WASHINGTON (AP) -- The No. 2 Republican in the House leadership says he opposes a Senate-passed measure to avert the so-called fiscal cliff.
Virginia Rep. Eric Cantor told reporters after a two-hour closed-door meeting Tuesday with his GOP lawmakers that he did not support the bill.
He said House leaders were looking for "the best path forward" and that no decisions had been made.
The Senate passed the measure early Tuesday by a sweeping 89-8 vote. House passage of the measure would send it to President Barack Obama for his signature. The bill would increase taxes on family income exceeding $450,000 and delay across-the-board spending cuts for two months.
House GOP leaders were considering amending the measure and sending it back to the Senate, but that step could produce a deadlock.
WASHINGTON (AP) -- House Democratic leaders are pressing Speaker John Boehner to let the House vote on the Senate-approved bipartisan compromise that would avert much of the impact of the so-called fiscal cliff.
Following a nearly three-hour private meeting Tuesday between Vice President Joe Biden and House Democratic lawmakers, Minority Leader Nancy Pelosi said Democrats expected Boehner to allow the House to vote on the accord.
Boehner has said the House will vote on the Senate measure or vote to amend it. He and House GOP lawmakers were also meeting Tuesday, and some Republicans expressed concerns that the measure needed more spending cuts.
The Senate passed the measure early Tuesday on an 89-8 vote.
The compromise would allow tax increases on the nation's highest earners but prevent tax boosts from everyone else.
WASHINGTON (AP) -- Now in the spotlight, House Republicans plan a closed-door meeting today to decide their next move after the Senate overwhelmingly approved compromise legislation avoiding a fiscal cliff of across-the-board tax increases and sweeping spending cuts to the Pentagon and other government agencies.
The Senate endorsed the legislation early today, 89-8. That vote came hours after Vice President Joe Biden and Senate Republican Leader Mitch McConnell of Kentucky sealed a deal.

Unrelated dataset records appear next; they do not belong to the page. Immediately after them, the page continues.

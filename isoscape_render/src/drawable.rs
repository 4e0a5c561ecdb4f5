// Copyright 2025 the Isoscape Authors
// SPDX-License-Identifier: Apache-2.0 OR MIT

use alloc::string::String;

use isoscape_index::IsoObject;
use peniko::Color;

use crate::FontId;

/// A text label drawn centered on an object's projected position.
#[derive(Clone, Debug, PartialEq)]
pub struct TextLabel {
    /// Text to draw.
    pub text: String,
    /// Font, or `None` for the renderer's default.
    pub font: Option<FontId>,
    /// Color, or `None` for the renderer's default.
    pub color: Option<Color>,
}

impl TextLabel {
    /// A label in the default font and color.
    pub fn new(text: impl Into<String>) -> Self {
        Self {
            text: text.into(),
            font: None,
            color: None,
        }
    }
}

/// What a scene object draws as.
#[derive(Clone, Debug, PartialEq)]
pub enum ObjectKind {
    /// An image chosen by [`Renderer::object_sprite`](crate::Renderer::object_sprite).
    Sprite,
    /// A text label.
    Text(TextLabel),
}

/// Payload of a scene object: its kind plus caller data.
#[derive(Clone, Debug, PartialEq)]
pub struct Drawable<U> {
    /// How the object is drawn.
    pub kind: ObjectKind,
    /// Caller data, e.g. a game entity handle.
    pub data: U,
}

impl<U> Drawable<U> {
    /// Creates a drawable payload.
    pub const fn new(kind: ObjectKind, data: U) -> Self {
        Self { kind, data }
    }

    /// The text label, for text objects.
    #[must_use]
    pub fn label(&self) -> Option<&TextLabel> {
        match &self.kind {
            ObjectKind::Text(label) => Some(label),
            ObjectKind::Sprite => None,
        }
    }
}

/// An object in a scene's spatial index.
pub type SceneObject<U> = IsoObject<Drawable<U>>;
// Copyright 2025 the Isoscape Authors
// SPDX-License-Identifier: Apache-2.0 OR MIT

use alloc::format;
use alloc::vec::Vec;

use isoscape_geom::{RealPoint, to_real};
use isoscape_index::{CellId, ObjectId, ScreenRect, SpatialIndex};
use isoscape_render::{Drawable, ImageId, ObjectKind, Renderer, SceneObject};
use kurbo::{Line, Point};
use peniko::Color;
use smallvec::SmallVec;

use crate::DrawOrder;
use crate::order::selection_sort;

const TEXT_BOX_COLOR: Color = Color::from_rgba8(255, 80, 80, 220);

/// Where an object lands on screen, in absolute pixels.
#[derive(Copy, Clone, Debug, PartialEq, Eq)]
pub enum Footprint {
    /// A sprite object and the image it draws.
    Sprite {
        /// Image to draw.
        image: ImageId,
        /// Covered rectangle.
        bounds: ScreenRect,
    },
    /// A text object, centered on its position.
    Text {
        /// Covered rectangle.
        bounds: ScreenRect,
    },
}

impl Footprint {
    /// Covered rectangle.
    #[must_use]
    pub const fn bounds(&self) -> ScreenRect {
        match self {
            Self::Sprite { bounds, .. } | Self::Text { bounds } => *bounds,
        }
    }
}

/// Computes where `object` is drawn, or `None` if the renderer has no sprite
/// for it.
///
/// Sprites hang from their anchor at the projected position. Text is centered
/// on it, using the measured size rounded up.
pub fn footprint<D, U, R>(renderer: &R, id: ObjectId, object: &SceneObject<U>) -> Option<Footprint>
where
    R: Renderer<D, U> + ?Sized,
{
    let at = to_real(object.position());
    match &object.payload.kind {
        ObjectKind::Sprite => renderer.object_sprite(id, object).map(|sprite| Footprint::Sprite {
            image: sprite.image,
            bounds: sprite.bounds_at(at),
        }),
        ObjectKind::Text(label) => {
            let size = renderer.measure_text(&label.text, label.font).ceil();
            #[expect(
                clippy::cast_possible_truncation,
                reason = "text extents are small whole pixel counts after ceil"
            )]
            let (width, height) = (size.width as i32, size.height as i32);
            Some(Footprint::Text {
                bounds: ScreenRect::from_origin_size(
                    at.x - width / 2,
                    at.y - height / 2,
                    width,
                    height,
                ),
            })
        }
    }
}

fn draws_before<U>(
    index: &SpatialIndex<Drawable<U>>,
    order: &(impl DrawOrder<U> + ?Sized),
    a: ObjectId,
    b: ObjectId,
) -> bool {
    match (index.get(a), index.get(b)) {
        (Some(a), Some(b)) => order.draws_before(a, b),
        _ => false,
    }
}

/// A collected sprite object.
#[derive(Copy, Clone, Debug, PartialEq, Eq)]
pub struct SpriteEntry {
    /// Object drawn.
    pub object: ObjectId,
    /// Image drawn.
    pub image: ImageId,
    /// Viewport-relative top-left pixel.
    pub position: RealPoint,
    /// Viewport-relative projection of the object's position.
    pub anchor: RealPoint,
}

/// A collected text object.
#[derive(Copy, Clone, Debug, PartialEq, Eq)]
pub struct TextEntry {
    /// Object drawn.
    pub object: ObjectId,
    /// Viewport-relative box of the text.
    pub bounds: ScreenRect,
}

/// Per-frame collection and ordering of the scene objects in view.
///
/// Buffers are allocated once with fixed capacities. Objects that do not fit
/// are dropped for the frame with a warning.
#[derive(Clone, Debug)]
pub struct SceneComposer {
    sprites: Vec<SpriteEntry>,
    texts: Vec<TextEntry>,
    sprite_capacity: usize,
    text_capacity: usize,
    dropped: usize,
}

impl SceneComposer {
    /// Creates a composer holding at most `sprite_capacity` sprites and
    /// `text_capacity` texts per frame.
    #[must_use]
    pub fn new(sprite_capacity: usize, text_capacity: usize) -> Self {
        Self {
            sprites: Vec::with_capacity(sprite_capacity),
            texts: Vec::with_capacity(text_capacity),
            sprite_capacity,
            text_capacity,
            dropped: 0,
        }
    }

    /// Sprites of the last composed frame, in draw order.
    #[must_use]
    pub fn sprites(&self) -> &[SpriteEntry] {
        &self.sprites
    }

    /// Texts of the last composed frame, in draw order.
    #[must_use]
    pub fn texts(&self) -> &[TextEntry] {
        &self.texts
    }

    /// Number of objects dropped from the last frame for lack of room.
    #[must_use]
    pub const fn dropped(&self) -> usize {
        self.dropped
    }

    /// Collects and orders the objects visible in `viewport`.
    ///
    /// `viewport` is in absolute pixels. Hidden objects, objects without a
    /// sprite and objects entirely outside the viewport are skipped. Selection
    /// flags are used to visit each object once and are all cleared again
    /// before this returns.
    pub fn compose<D, U, R>(
        &mut self,
        index: &mut SpatialIndex<Drawable<U>>,
        renderer: &R,
        viewport: ScreenRect,
        sprite_order: &(impl DrawOrder<U> + ?Sized),
        text_order: &(impl DrawOrder<U> + ?Sized),
    ) where
        R: Renderer<D, U> + ?Sized,
    {
        self.sprites.clear();
        self.texts.clear();
        self.dropped = 0;

        let cells: SmallVec<[CellId; 16]> = index
            .layout()
            .cells_in(viewport.x0, viewport.y0, viewport.x1 - 1, viewport.y1 - 1)
            .collect();
        let origin = RealPoint::new(viewport.x0, viewport.y0);
        for &cell in &cells {
            let mut cursor = index.cell_head(cell);
            while let Some((id, role)) = cursor {
                cursor = index.next_in_cell(id, role);
                self.collect(index, renderer, viewport, origin, id);
            }
        }
        for &cell in &cells {
            let mut cursor = index.cell_head(cell);
            while let Some((id, role)) = cursor {
                cursor = index.next_in_cell(id, role);
                index.set_selected(id, false);
            }
        }

        let index = &*index;
        selection_sort(&mut self.sprites, |a, b| {
            draws_before(index, sprite_order, a.object, b.object)
        });
        selection_sort(&mut self.texts, |a, b| {
            draws_before(index, text_order, a.object, b.object)
        });
    }

    /// Adds object `id` to the frame if it is visible, not yet collected and
    /// touches the viewport.
    fn collect<D, U, R>(
        &mut self,
        index: &mut SpatialIndex<Drawable<U>>,
        renderer: &R,
        viewport: ScreenRect,
        origin: RealPoint,
        id: ObjectId,
    ) where
        R: Renderer<D, U> + ?Sized,
    {
        let Some(object) = index.get(id) else {
            return;
        };
        if !object.is_visible() || object.is_selected() {
            return;
        }
        let Some(footprint) = footprint(renderer, id, object) else {
            return;
        };
        let anchor = to_real(object.position()) - origin;
        let bounds = footprint.bounds().relative_to(origin);
        if !bounds.touches_viewport(viewport.width(), viewport.height()) {
            return;
        }
        index.set_selected(id, true);
        match footprint {
            Footprint::Sprite { image, .. } if self.sprites.len() < self.sprite_capacity => {
                self.sprites.push(SpriteEntry {
                    object: id,
                    image,
                    position: RealPoint::new(bounds.x0, bounds.y0),
                    anchor,
                });
            }
            Footprint::Text { .. } if self.texts.len() < self.text_capacity => {
                self.texts.push(TextEntry { object: id, bounds });
            }
            Footprint::Sprite { .. } => {
                self.dropped += 1;
                tracing::warn!(
                    capacity = self.sprite_capacity,
                    ?id,
                    "sprite buffer full, object not drawn"
                );
            }
            Footprint::Text { .. } => {
                self.dropped += 1;
                tracing::warn!(
                    capacity = self.text_capacity,
                    ?id,
                    "text buffer full, object not drawn"
                );
            }
        }
    }

    /// Draws the composed frame: sprites first, then texts.
    ///
    /// With `debug` set, each sprite is labelled with its draw index at its
    /// object's projected position and text boxes are outlined.
    pub fn draw<D, U, R>(&self, index: &SpatialIndex<Drawable<U>>, renderer: &mut R, debug: bool)
    where
        R: Renderer<D, U> + ?Sized,
    {
        for entry in &self.sprites {
            renderer.draw_image(entry.image, entry.position.to_kurbo());
        }
        for entry in &self.texts {
            let Some(label) = index.get(entry.object).and_then(|o| o.payload.label()) else {
                continue;
            };
            let at = Point::new(f64::from(entry.bounds.x0), f64::from(entry.bounds.y0));
            renderer.draw_text(&label.text, at, label.font, label.color);
        }
        if !debug {
            return;
        }
        for (i, entry) in self.sprites.iter().enumerate() {
            renderer.draw_text(&format!("{i}"), entry.anchor.to_kurbo(), None, None);
        }
        for (i, entry) in self.texts.iter().enumerate() {
            let r = entry.bounds;
            let (x0, y0) = (f64::from(r.x0), f64::from(r.y0));
            let (x1, y1) = (f64::from(r.x1), f64::from(r.y1));
            for line in [
                Line::new((x0, y0), (x1, y0)),
                Line::new((x1, y0), (x1, y1)),
                Line::new((x1, y1), (x0, y1)),
                Line::new((x0, y1), (x0, y0)),
            ] {
                renderer.draw_line(line, Some(TEXT_BOX_COLOR));
            }
            renderer.draw_text(&format!("{i}"), Point::new(x1, y0), None, Some(TEXT_BOX_COLOR));
        }
    }
}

It would prevent middle-class taxes from going up but would raise rates on higher incomes. It would also block spending cuts for two months, extend unemployment benefits for the long-term jobless, prevent a 27 percent cut in fees for doctors who treat Medicare patients and prevent a spike in milk prices.
The measure ensures that lawmakers will have to revisit difficult budget questions in just a few weeks, as relief from painful spending cuts expires and the government requires an increase in its borrowing cap.
House Speaker John Boehner pointedly refrained from endorsing the agreement, though he's promised a vote on it or a GOP alternative right away. But he is expected to encounter opposition from House conservatives, and it's unclear when the vote would occur.
Boehner and House Majority Leader Eric Cantor, R-Va., arrived at the Capitol in late morning, and both bid "Happy New Year" to greeters but didn't say anything substantive.
Boehner plans to brief his caucus this afternoon. Biden has scheduled a separate meeting with House Democrats to reprise his role of Monday night when he promoted compromise to Democrats before that chamber voted.